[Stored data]
--*--

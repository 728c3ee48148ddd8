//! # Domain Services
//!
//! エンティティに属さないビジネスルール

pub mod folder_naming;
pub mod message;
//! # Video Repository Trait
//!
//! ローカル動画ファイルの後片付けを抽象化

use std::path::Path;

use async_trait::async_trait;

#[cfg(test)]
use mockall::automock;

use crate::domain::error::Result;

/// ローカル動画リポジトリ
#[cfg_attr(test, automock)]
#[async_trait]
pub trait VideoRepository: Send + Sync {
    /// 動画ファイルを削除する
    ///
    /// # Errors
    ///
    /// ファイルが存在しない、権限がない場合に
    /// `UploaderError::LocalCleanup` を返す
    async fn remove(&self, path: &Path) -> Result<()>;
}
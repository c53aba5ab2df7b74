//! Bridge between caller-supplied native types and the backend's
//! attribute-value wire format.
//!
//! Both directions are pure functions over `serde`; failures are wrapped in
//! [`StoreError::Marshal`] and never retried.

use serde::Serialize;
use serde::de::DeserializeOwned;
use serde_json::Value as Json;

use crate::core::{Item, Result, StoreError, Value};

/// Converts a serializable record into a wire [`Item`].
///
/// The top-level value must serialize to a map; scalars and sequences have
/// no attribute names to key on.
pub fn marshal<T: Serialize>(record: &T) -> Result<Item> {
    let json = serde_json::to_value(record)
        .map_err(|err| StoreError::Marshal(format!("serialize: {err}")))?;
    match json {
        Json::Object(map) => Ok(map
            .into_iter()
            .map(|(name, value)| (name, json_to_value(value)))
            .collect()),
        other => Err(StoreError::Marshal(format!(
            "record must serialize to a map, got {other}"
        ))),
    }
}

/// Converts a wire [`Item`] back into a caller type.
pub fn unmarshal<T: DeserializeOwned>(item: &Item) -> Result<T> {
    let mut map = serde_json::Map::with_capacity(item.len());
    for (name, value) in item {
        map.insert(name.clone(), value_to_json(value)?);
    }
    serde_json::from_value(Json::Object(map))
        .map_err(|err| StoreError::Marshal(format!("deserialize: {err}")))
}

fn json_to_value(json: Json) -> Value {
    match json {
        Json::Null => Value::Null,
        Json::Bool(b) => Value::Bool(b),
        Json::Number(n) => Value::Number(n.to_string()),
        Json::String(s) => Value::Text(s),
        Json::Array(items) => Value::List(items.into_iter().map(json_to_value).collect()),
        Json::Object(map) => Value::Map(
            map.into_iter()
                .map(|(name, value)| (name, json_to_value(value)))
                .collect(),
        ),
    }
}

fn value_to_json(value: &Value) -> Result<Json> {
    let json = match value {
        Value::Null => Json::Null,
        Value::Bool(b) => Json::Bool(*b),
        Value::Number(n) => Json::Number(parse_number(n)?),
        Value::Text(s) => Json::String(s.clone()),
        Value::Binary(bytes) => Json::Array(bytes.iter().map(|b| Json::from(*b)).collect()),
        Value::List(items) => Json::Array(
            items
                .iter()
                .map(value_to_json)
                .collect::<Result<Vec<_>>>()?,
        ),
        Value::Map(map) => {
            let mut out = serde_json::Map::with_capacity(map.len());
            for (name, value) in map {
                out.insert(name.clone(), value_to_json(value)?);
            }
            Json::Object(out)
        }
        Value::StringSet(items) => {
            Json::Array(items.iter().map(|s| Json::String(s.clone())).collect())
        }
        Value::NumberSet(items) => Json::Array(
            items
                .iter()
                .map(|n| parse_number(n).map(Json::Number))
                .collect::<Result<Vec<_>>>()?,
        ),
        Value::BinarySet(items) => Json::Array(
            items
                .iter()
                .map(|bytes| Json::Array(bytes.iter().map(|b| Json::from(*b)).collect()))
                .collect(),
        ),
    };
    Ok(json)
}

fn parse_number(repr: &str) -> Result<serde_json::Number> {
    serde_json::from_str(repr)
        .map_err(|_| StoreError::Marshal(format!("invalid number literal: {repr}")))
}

--*--

▸ **EXERCISE BRIEF**
From the entries above, pull out each line that includes "Array".

▸ **ANSWER SECTION**
        Json::Array(items) => Value::List(items.into_iter().map(json_to_value).collect()),
        Value::Binary(bytes) => Json::Array(bytes.iter().map(|b| Json::from(*b)).collect()),
        Value::List(items) => Json::Array(
            Json::Array(items.iter().map(|s| Json::String(s.clone())).collect())
        Value::NumberSet(items) => Json::Array(
        Value::BinarySet(items) => Json::Array(
                .map(|bytes| Json::Array(bytes.iter().map(|b| Json::from(*b)).collect()))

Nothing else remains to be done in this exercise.